Title: Get Low (2009) Director: Aaron Schneider Writer: Chris Provenzano // C. Gaby Mitchell // Chris Provenzano // Scott Seeke Studio: Sony Pictures Classics IMDb Plot: A movie spun out of equal parts folk tale, fable and real-life legend about the mysterious, 1930s Tennessee hermit who famously threw his own rollicking funeral party... while he was still alive. Joe Says: Get Low is a good story and a great character piece; moving and, perhaps, even redemptive.
Most times, as the cliché goes, the journey is just as important as the destination. These true words perfectly suit Get Low, a Robert Duvall and Bill Murray flick helmed by first-timer Aaron Schneider.

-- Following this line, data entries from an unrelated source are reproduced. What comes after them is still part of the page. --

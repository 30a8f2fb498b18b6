//! 表单定义存储
//!
//! 以持久化标识（文件名去掉扩展名）寻址，文档以 `{id}.{ext}` 的形式直接存放在
//! 某个保存目录下。多个保存目录按配置顺序查找，第一个命中的文件胜出；
//! 都没有时，新文件落在第一个启用的目录。
//!
//! ```rust,no_run
//! use form_store::config::StoreConfig;
//! use form_store::document::FormDefinition;
//! use form_store::store::FormStore;
//!
//! # fn example() -> form_store::error::Result<()> {
//! let store = FormStore::open(StoreConfig::from_env()?.settings())?;
//! store.save("contact", &FormDefinition::new("contact").with_label("联系表单"))?;
//! for form in store.list_forms()? {
//!     println!("{} ({})", form.name, form.persistence_identifier);
//! }
//! # Ok(())
//! # }
//! ```
//!
//! 不做缓存，也没有写入保护：多个写入方同时写同一个标识时，最后一次写入生效；
//! 写到一半崩溃可能留下残缺文件。

use std::collections::HashSet;
use std::path::{Path, PathBuf};

use tracing::{debug, info, warn};

use crate::codec::{DocumentCodec, YamlCodec};
use crate::config::StoreSettings;
use crate::document::{FormDefinition, FormSummary, SavePath};
use crate::error::{ConfigError, FormStoreError, Result};
use crate::fs::{FileAccessor, LocalFileAccessor, has_extension, validate_identifier};

pub struct FormStore {
    save_paths: Vec<SavePath>,
    disabled_forms: HashSet<String>,
    accessor: Box<dyn FileAccessor>,
    codec: Box<dyn DocumentCodec>,
}

impl FormStore {
    /// 本地文件系统 + YAML 编解码
    pub fn open(settings: StoreSettings) -> Result<Self> {
        Self::new(settings, Box::new(LocalFileAccessor), Box::new(YamlCodec))
    }

    /// 初始化：创建所有启用的保存目录
    ///
    /// - `save_paths` 显式为空：配置错误
    /// - `save_paths` 未配置：退回 `default_save_path`（启用并自动创建）
    /// - 两者都没有：以空集合构造，错误推迟到第一次读写
    pub fn new(
        settings: StoreSettings,
        accessor: Box<dyn FileAccessor>,
        codec: Box<dyn DocumentCodec>,
    ) -> Result<Self> {
        let StoreSettings {
            save_paths,
            disabled_forms,
            default_save_path,
        } = settings;

        let save_paths = match save_paths {
            Some(paths) if paths.is_empty() => {
                return Err(ConfigError::EmptySavePaths.into());
            }
            Some(paths) => paths,
            None => match default_save_path {
                Some(default) => {
                    warn!(path = %default.display(), "未配置 savePaths，使用默认保存目录");
                    vec![SavePath::enabled(default)]
                }
                None => Vec::new(),
            },
        };

        for save_path in save_paths.iter().filter(|p| p.enabled) {
            if !accessor.exists(&save_path.path) {
                accessor.create_dir_all(&save_path.path)?;
                info!(path = %save_path.path.display(), "已创建保存目录");
            }
        }

        info!(
            save_paths = save_paths.len(),
            enabled = save_paths.iter().filter(|p| p.enabled).count(),
            disabled_forms = disabled_forms.len(),
            extension = codec.extension(),
            "FormStore 初始化"
        );

        Ok(Self {
            save_paths,
            disabled_forms,
            accessor,
            codec,
        })
    }

    // ── 查询 ──────────────────────────────────────────────────────────────────

    pub fn save_paths(&self) -> &[SavePath] {
        &self.save_paths
    }

    pub fn enabled_save_paths(&self) -> impl Iterator<Item = &Path> {
        self.save_paths
            .iter()
            .filter(|p| p.enabled)
            .map(|p| p.path.as_path())
    }

    pub fn extension(&self) -> &str {
        self.codec.extension()
    }

    /// 按文档声明的 identifier 判断（不是文件名）
    pub fn is_disabled(&self, identifier: &str) -> bool {
        self.disabled_forms.contains(identifier)
    }

    /// 任意启用目录下存在名为 `{id}.{ext}` 的普通文件即为 true
    ///
    /// 不校验目录配置；保存目录为空时直接返回 false。
    pub fn exists(&self, id: &str) -> Result<bool> {
        validate_identifier(id)?;
        let file_name = self.file_name(id);
        Ok(self
            .enabled_save_paths()
            .any(|dir| self.accessor.is_file(&dir.join(&file_name))))
    }

    // ── 读写 ──────────────────────────────────────────────────────────────────

    pub fn load(&self, id: &str) -> Result<FormDefinition> {
        let path = self.resolve_path(id)?;
        if !self.exists(id)? {
            return Err(FormStoreError::NotFound {
                identifier: id.to_string(),
                path,
            });
        }
        self.read_form(&path)
    }

    /// 覆盖写入，不做原子替换
    pub fn save(&self, id: &str, form: &FormDefinition) -> Result<()> {
        let path = self.resolve_path(id)?;
        let bytes = self.codec.encode(form)?;
        self.accessor.write(&path, &bytes)?;
        debug!(id = %id, path = %path.display(), bytes = bytes.len(), "表单已保存");
        Ok(())
    }

    /// 删除解析到的文件，返回文件是否存在
    pub fn delete(&self, id: &str) -> Result<bool> {
        let path = self.resolve_path(id)?;
        if !self.accessor.is_file(&path) {
            return Ok(false);
        }
        self.accessor.remove_file(&path)?;
        debug!(id = %id, path = %path.display(), "表单已删除");
        Ok(true)
    }

    /// 汇总所有启用目录下的表单，过滤掉被禁用的
    ///
    /// 为拿到 identifier 和 label，每个文件都会完整解码一次；任一文件解码失败，
    /// 整个列表失败。
    // TODO: 解码失败时记录 warn 并跳过该文件，而不是让整个列表失败
    pub fn list_forms(&self) -> Result<Vec<FormSummary>> {
        self.assert_save_paths_valid()?;

        let mut forms = Vec::new();
        for dir in self.enabled_save_paths() {
            for entry in self.accessor.list_entries(dir)? {
                if !entry.is_file || !has_extension(&entry.path, self.extension()) {
                    continue;
                }
                let Some(stem) = entry.path.file_stem().and_then(|s| s.to_str()) else {
                    warn!(path = %entry.path.display(), "文件名不是合法 UTF-8，跳过");
                    continue;
                };

                let form = self.read_form(&entry.path)?;
                if self.is_disabled(&form.identifier) {
                    debug!(identifier = %form.identifier, path = %entry.path.display(), "表单已禁用，跳过");
                    continue;
                }
                forms.push(FormSummary::from_definition(&form, stem.to_string()));
            }
        }

        debug!(count = forms.len(), "列出表单");
        Ok(forms)
    }

    // ── 路径解析 ──────────────────────────────────────────────────────────────

    /// 依次查找启用的保存目录，返回第一个已存在的 `{dir}/{id}.{ext}`；
    /// 都不存在时返回第一个启用目录下的候选路径（不保证文件存在）
    pub fn resolve_path(&self, id: &str) -> Result<PathBuf> {
        validate_identifier(id)?;
        self.assert_save_paths_valid()?;

        let file_name = self.file_name(id);
        let mut first_candidate = None;
        for dir in self.enabled_save_paths() {
            let candidate = dir.join(&file_name);
            if self.accessor.is_file(&candidate) {
                debug!(id = %id, path = %candidate.display(), "解析到已有文件");
                return Ok(candidate);
            }
            first_candidate.get_or_insert(candidate);
        }

        first_candidate.ok_or_else(|| ConfigError::NoEnabledSavePath.into())
    }

    /// 每次解析前重新校验：目录可能在初始化之后被外部删除
    fn assert_save_paths_valid(&self) -> Result<()> {
        if self.save_paths.is_empty() {
            return Err(ConfigError::NoSavePaths.into());
        }
        for dir in self.enabled_save_paths() {
            if !self.accessor.is_dir(dir) {
                return Err(ConfigError::SavePathMissing(dir.to_path_buf()).into());
            }
        }
        if self.enabled_save_paths().next().is_none() {
            return Err(ConfigError::NoEnabledSavePath.into());
        }
        Ok(())
    }

    fn file_name(&self, id: &str) -> String {
        format!("{}.{}", id, self.extension())
    }

    fn read_form(&self, path: &Path) -> Result<FormDefinition> {
        let bytes = self.accessor.read(path)?;
        let form = self.codec.decode(&bytes).map_err(|e| e.at(path))?;
        debug!(path = %path.display(), identifier = %form.identifier, "表单已读取");
        Ok(form)
    }
}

Duvall plays Felix Bush, a self-imposed hermit living out a self-imposed penance for a personal crime committed some 40 years back. Felix is nearing the end of his life and finally becomes curious at what the townsfolk think of him. Bill Murray and type-cast good ole boy Lucas Black play funeral directors who decide to help Felix throw a funeral while he’s still alive. Those in attendance get to enter a raffle to win his incredible parcel of land. What happens, as Felix prepares for death, is his acceptance of life.
Duvall is a master at playing quiet, contemplative figures allowing his body language and facial expressions to tell the eloquent story of the script. Get Low, as Open Range and The Apostle did before, provides plenty of those quiet, introspective moments allowing the audience to see the pain of the character and wonder at his thoughts.
Murray, unfortunately, is rarely allowed to truly get going as the off-beat comedic genius he is (Wes Anderson, it appears, is the only current filmmaker that can give Murray full control of the open throttle). Much of the movie’s comedy is attributed to him, but the character’s secondary role to that of Duvall cannot shine as bright as it ought to. Also, for a film where stories are to be told of the not-quite-deceased, not many are told. Save Felix’s own. But perhaps that’s enough.
Get Low is a good story and a great character piece; moving and, perhaps, even redemptive, but not in a prime-time Disney-fied way. Instead, Duvall gets to say his… peace. After all, before one can soar high, one must get low.